Huge iPhone Data Bills If You Cancel Your International Plan

Ben Wilson
2 min read

If you're planning to travel overseas and want to use your iPhone for data transfer with AT&T's international data plan, don't count on canceling the add-on plan as soon as you get back. Readers report that canceling the plan before 90 days after the transfer has occurred will trigger charges for data at the full, non-international-plan rate.

One iPhone Atlas reader writes:

"After receiving a huge international data roaming bill for my iPhone account -- even though I had added a sufficiently large International Data Roaming Plan before my trip -- I was informed by an AT&T service rep that AT&T had charged me the exorbitant per KB rate for international data usage because I had cancelled my International Data Roaming plan after I returned to the United States.

"The plan is available on a month-to-month basis, so canceling it when I got home seemed like an obvious thing for me to have done, since I have no plans to go overseas again in the foreseeable future. But the service rep said that AT&T's policy (unwritten, so far as I can tell) is that one needs to leave the roaming plan in place for 90 extra days, so that it is still in place when the foreign carrier finally reports the subscriber's roaming back to AT&T. If the plan is not in place when the foreign data usage gets reported to AT&T, then AT&T's billing system -- which was fully capable of charging me for the International Data Roaming service when it was in place -- is incapable of recognizing that I had an international data roaming plan in place on the dates that the foreign carrier says I used its data connection"

AT&T's 100MB iPhone plan costs an additional monthly fee of $119.99, while the 200MB plan runs an additional $199.99 a month.

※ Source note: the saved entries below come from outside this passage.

use criterion::{BenchmarkId, Criterion, Throughput, black_box, criterion_group, criterion_main};

use groundwork_core::Entity;
use groundwork_repository::InMemoryRepository;

#[derive(Debug, Clone, PartialEq, Eq)]
struct Item {
    id: Option<u64>,
    name: String,
}

impl Entity for Item {
    type Key = u64;

    fn key(&self) -> Option<&u64> {
        self.id.as_ref()
    }
}

fn item(id: u64) -> Item {
    Item {
        id: Some(id),
        name: format!("item-{id}"),
    }
}

/// Throughput of `store` (check-then-act) for growing repositories.
fn bench_store(c: &mut Criterion) {
    let mut group = c.benchmark_group("in_memory_store");
    for size in [100u64, 1_000, 10_000] {
        group.throughput(Throughput::Elements(size));
        group.bench_with_input(BenchmarkId::from_parameter(size), &size, |b, &size| {
            b.iter(|| {
                let repository = InMemoryRepository::new();
                for i in 0..size {
                    repository.store(black_box(item(i))).unwrap();
                }
                repository
            });
        });
    }
    group.finish();
}

/// Point lookups against a pre-populated repository (hit and miss).
fn bench_find(c: &mut Criterion) {
    let repository = InMemoryRepository::new();
    for i in 0..10_000u64 {
        repository.store(item(i)).unwrap();
    }

    let mut group = c.benchmark_group("in_memory_find");
    group.throughput(Throughput::Elements(1));
    group.bench_function("hit", |b| {
        b.iter(|| repository.find(black_box(&5_000)).unwrap());
    });
    group.bench_function("miss", |b| {
        b.iter(|| repository.find(black_box(&99_999)).unwrap());
    });
    group.finish();
}

criterion_group!(benches, bench_store, bench_find);
criterion_main!(benches);
use serde::{Deserialize, Serialize};

/// Payload of `GET /user/info`.
///
/// The backend shape is not fixed, so the body is kept as raw JSON of any type.
#[derive(Serialize, Deserialize, Clone, Debug)]
#[serde(transparent)]
pub(crate) struct UserInfo {
    pub extra: serde_json::Value,
}

#[derive(Serialize, Deserialize, Clone, Debug)]
pub(crate) struct SayHiRequest {
    pub name: String,
    pub message: String,
}

#[derive(Clone, Debug, PartialEq, Eq)]
pub(crate) struct FeedItem {
    pub id: u32,
    pub title: String,
}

During the plans' rollout, AT&T stated that both could be added or dropped from users' existing plans at any time, without penalty.

On a pay-per-use data basis, users could pay as much as 0.0195 cents per kilobyte, which translates into nearly $40 for 2MB of data, according to AT&T. "AT&T has worked diligently to provide affordable options for international roaming because the feature-rich mobile experience of iPhone is indispensable to users," Bill Hague, AT&T wireless operations international executive vice president, said in a statement. "With these new international data plans, iPhone users can access more data in more countries for less cost."

The 90 day restriction, however, makes these plans significantly less cost-effective.